Kadav was planning to make a film with Phantom Films, but the production house dissolved and the project was shelved. However, its founders Anurag Kashyap and Vikramaditya Motwane decided to back Cargo. Kadav cited Argentine short-story writer Jorge Luis Borges and sci-fi writer Ted Chiang as her inspirations for the story. She stated: "Eastern sci-fi is more relatable as it matches with Indian culture in its milieu and values." Massey felt the story "abstract and gorgeous", further mentioning: "I had to read the script in detail to [decipher] what she was saying. It stunned me, and that's when I knew I had to do this film."

===Filming and post-production===
Several spaces from the set of spaceship were reused during the shoot. Discarded automated teller machines were used as palm reading machines in the film. The film was shot in a spaceship set for 27 days. Kadav felt that a single-location film could be visually boring so decided to use a lot of different colours and lights to make it look interesting. There were two spaceship sets for both interior and exterior shoots. It was also shot outdoors for nearly 10 days. The entire shoot took 30 days and was finished in November 2018.

Kadav got permission to use a shooting floor at Whistling Woods International for a couple of weeks. She used the space to create the Pushpak 634A, a futuristic space station, and other domains in the film. She said that she was "very aware of its graphics requirements while writing the script itself, and a VFX person was always involved in the making, right from the pre-production stage."

Kadav consciously decided to keep the VFX to a minimum to cut costs and mostly use it to visualize the exterior of the jellyfish-like spaceship. Kadav decided to keep a retro feel to the visual design of the spaceship. The healing machine in the film was designed to look like an old vacuum cleaner. She believed that there is "always [a] need to have a strong philosophy" at the core of the sci-fi genre" to "talk about things that continue to affect us and matter in our lives."

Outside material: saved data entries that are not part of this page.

use serde::Deserialize;
use std::collections::HashSet;
use std::fs;
use std::path::Path;

use crate::constants;
use crate::error::{EtlError, Result};

/// Environment variable holding the contact store location
pub const DATABASE_URL_VAR: &str = "DATABASE_URL";

#[derive(Debug, Clone, Deserialize)]
pub struct Config {
    pub source_directory: String,
    pub review_directory: String,
    pub processed_directory: String,
    pub log_file: String,
    #[serde(default = "default_invalid_records_directory")]
    pub invalid_records_directory: String,
    #[serde(default = "default_dropped_duplicates_directory")]
    pub dropped_duplicates_directory: String,
    /// Applied to every accepted record of the run
    #[serde(default)]
    pub tag: Option<String>,
    #[serde(default)]
    pub deduplication: DeduplicationConfig,
    /// Evaluated in file order; the first `file_name_contains` hit wins
    #[serde(default)]
    pub data_source_profiles: Vec<DataSourceProfile>,
}

#[derive(Debug, Clone, Deserialize)]
pub struct DeduplicationConfig {
    #[serde(default = "default_true")]
    pub enable_fuzzy_matching: bool,
    /// Minimum similarity (0-100) for a name to be held for review
    #[serde(default = "default_threshold")]
    pub company_name_threshold: u8,
}

impl Default for DeduplicationConfig {
    fn default() -> Self {
        Self {
            enable_fuzzy_matching: true,
            company_name_threshold: constants::DEFAULT_COMPANY_NAME_THRESHOLD,
        }
    }
}

#[derive(Debug, Clone, Deserialize)]
pub struct DataSourceProfile {
    pub name: String,
    #[serde(default)]
    pub file_name_contains: Option<String>,
    #[serde(default)]
    pub promotion_rules: PromotionRules,
}

impl DataSourceProfile {
    /// Substring match against a source file name. Profiles without a
    /// pattern only ever apply as the named fallback.
    pub fn matches(&self, file_name: &str) -> bool {
        match self.file_name_contains.as_deref() {
            Some(pattern) if !pattern.is_empty() => file_name.contains(pattern),
            _ => false,
        }
    }
}

/// Canonical field -> prioritized list of original column names
#[derive(Debug, Clone, Default, PartialEq, Deserialize)]
#[serde(deny_unknown_fields)]
pub struct PromotionRules {
    #[serde(default)]
    pub company_name: Vec<String>,
    #[serde(default)]
    pub url: Vec<String>,
    #[serde(default)]
    pub phone_number: Vec<String>,
    #[serde(default)]
    pub industry: Vec<String>,
    #[serde(default)]
    pub is_b2b: Vec<String>,
    #[serde(default)]
    pub customer_target_segments: Vec<String>,
}

impl PromotionRules {
    /// Candidate source columns for a canonical field, in priority order
    pub fn candidates(&self, field: &str) -> &[String] {
        match field {
            constants::COMPANY_NAME => &self.company_name,
            constants::URL => &self.url,
            constants::PHONE_NUMBER => &self.phone_number,
            constants::INDUSTRY => &self.industry,
            constants::IS_B2B => &self.is_b2b,
            constants::CUSTOMER_TARGET_SEGMENTS => &self.customer_target_segments,
            _ => &[],
        }
    }

    pub fn is_empty(&self) -> bool {
        constants::PROMOTABLE_FIELDS
            .iter()
            .all(|field| self.candidates(field).is_empty())
    }
}

fn default_true() -> bool {
    true
}

fn default_threshold() -> u8 {
    constants::DEFAULT_COMPANY_NAME_THRESHOLD
}

fn default_invalid_records_directory() -> String {
    constants::DEFAULT_INVALID_RECORDS_DIR.to_string()
}

fn default_dropped_duplicates_directory() -> String {
    constants::DEFAULT_DROPPED_DUPLICATES_DIR.to_string()
}

impl Config {
    pub fn load<P: AsRef<Path>>(path: P) -> Result<Self> {
        let config_path = path.as_ref();
        let config_content = fs::read_to_string(config_path).map_err(|e| {
            EtlError::Config(format!(
                "Failed to read config file '{}': {}",
                config_path.display(),
                e
            ))
        })?;

        Self::from_toml_str(&config_content)
    }

    pub fn from_toml_str(content: &str) -> Result<Self> {
        let config: Config = toml::from_str(content)?;
        config.validate()?;
        Ok(config)
    }

    fn validate(&self) -> Result<()> {
        let required = [
            ("source_directory", &self.source_directory),
            ("review_directory", &self.review_directory),
            ("processed_directory", &self.processed_directory),
            ("log_file", &self.log_file),
        ];
        for (key, value) in required {
            if value.trim().is_empty() {
                return Err(EtlError::Config(format!("'{key}' must not be empty")));
            }
        }

        if self.deduplication.company_name_threshold > 100 {
            return Err(EtlError::Config(format!(
                "deduplication.company_name_threshold must be between 0 and 100, got {}",
                self.deduplication.company_name_threshold
            )));
        }

        let mut seen = HashSet::new();
        for profile in &self.data_source_profiles {
            if !seen.insert(profile.name.as_str()) {
                return Err(EtlError::Config(format!(
                    "data source profile '{}' is defined more than once",
                    profile.name
                )));
            }
        }

        Ok(())
    }

    /// The configured run tag, ignoring blank values
    pub fn run_tag(&self) -> Option<&str> {
        self.tag
            .as_deref()
            .map(str::trim)
            .filter(|t| !t.is_empty())
    }

    /// Look up a profile by name
    pub fn profile(&self, name: &str) -> Option<&DataSourceProfile> {
        self.data_source_profiles.iter().find(|p| p.name == name)
    }

    /// Resolve the contact store location from the environment.
    /// A missing value is a fatal configuration error.
    pub fn database_url() -> Result<String> {
        match std::env::var(DATABASE_URL_VAR) {
            Ok(url) if !url.trim().is_empty() => Ok(url),
            _ => Err(EtlError::Config(format!(
                "{DATABASE_URL_VAR} is not configured"
            ))),
        }
    }
}

#[cfg(test)]
mod tests {
    use super::*;

    const SAMPLE: &str = r#"
source_directory = "data/incoming"
review_directory = "data/review"
processed_directory = "data/processed"
log_file = "logs/etl.log"
tag = "spring-campaign"

[deduplication]
company_name_threshold = 85

[[data_source_profiles]]
name = "apollo"
file_name_contains = "apollo"

[data_source_profiles.promotion_rules]
company_name = ["Company", "Company Name"]
phone_number = ["Company Phone", "Phone"]

[[data_source_profiles]]
name = "default"

[data_source_profiles.promotion_rules]
company_name = ["Name"]
"#;

    #[test]
    fn test_parses_profiles_in_order() {
        let config = Config::from_toml_str(SAMPLE).unwrap();

        assert_eq!(config.data_source_profiles.len(), 2);
        assert_eq!(config.data_source_profiles[0].name, "apollo");
        assert_eq!(
            config.data_source_profiles[0].promotion_rules.company_name,
            vec!["Company", "Company Name"]
        );
        assert_eq!(config.run_tag(), Some("spring-campaign"));
        assert_eq!(config.deduplication.company_name_threshold, 85);
        assert!(config.deduplication.enable_fuzzy_matching);
        assert_eq!(config.invalid_records_directory, "etl/invalid_records");
    }

    #[test]
    fn test_profile_without_pattern_never_matches() {
        let config = Config::from_toml_str(SAMPLE).unwrap();
        let default = config.profile("default").unwrap();

        assert!(!default.matches("anything.csv"));
        assert!(config.profile("apollo").unwrap().matches("apollo_export.csv"));
    }

    #[test]
    fn test_rejects_threshold_above_100() {
        let content = SAMPLE.replace("company_name_threshold = 85", "company_name_threshold = 101");
        let err = Config::from_toml_str(&content).unwrap_err();
        assert!(matches!(err, EtlError::Config(_)));
    }

    #[test]
    fn test_rejects_unknown_canonical_field() {
        let content = SAMPLE.replace("company_name = [\"Name\"]", "favourite_color = [\"Colour\"]");
        assert!(Config::from_toml_str(&content).is_err());
    }

    #[test]
    fn test_rejects_duplicate_profile_names() {
        let content = SAMPLE.replace("name = \"default\"", "name = \"apollo\"");
        assert!(matches!(
            Config::from_toml_str(&content),
            Err(EtlError::Config(_))
        ));
    }

    #[test]
    fn test_blank_tag_is_no_tag() {
        let content = SAMPLE.replace("tag = \"spring-campaign\"", "tag = \"  \"");
        let config = Config::from_toml_str(&content).unwrap();
        assert_eq!(config.run_tag(), None);
    }

    #[test]
    fn test_shipped_config_is_valid() {
        let config = Config::from_toml_str(include_str!("../config.toml")).unwrap();
        assert_eq!(config.deduplication.company_name_threshold, 90);
        assert!(config.profile("default").is_some());
        assert_eq!(config.run_tag(), None);
    }
}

Due to the low budget, motorcycle helmets were used for astronaut helmets in the film that were enhanced with paper and cardboard. Konkana Sen Sharma plays a cameo appearance in the film for which Kadav wrote a long backstory which is not shown. The visual effects work took a year to complete. Green screens were used while shooting at a specific angle and pages were printed and pasted pages on the backgrounds to trick people into thinking it was created in post-production. The music is composed by Shezan Shaikh, the cinematography is done by Kaushal Shah while Paramita Ghosh has served as the editor.

== Reception ==
The film received mixed reviews. Review aggregator website Rotten Tomatoes rated it , based on reviews, and an average rating of 6.5/10.

Pradeep Menon of Firstpost wrote: "A philosophical tale, a dark comedy, and a tight budget space film all rolled into one, Cargo is one of those oddball movies that will undoubtedly go on to develop a bit of a cult following over time." Tipu Sultan of HuffPost said that Kadav's "true success lies in how she wraps all this up under the garb of a comedy and serves up a film that is devilishly hilarious and ceaselessly entertaining." Eric Kohn of IndieWire noted, "While Cargo stumbles on plot, it excels at vision, and bodes well for the potential of a filmmaker capable of innovating within familiar restraint." Peter Debruge of Variety said that Kadav "shows creativity and a gift for world-building in this unlikely sci-fi fable, which playfully reimagines reincarnation." Rahul Desai, a film critic from Film Companion says: "It’s both real and unreal at once, and the visual dissonance adds to the way Cargo – and its playful marriage of the past and future – hopes to be perceived."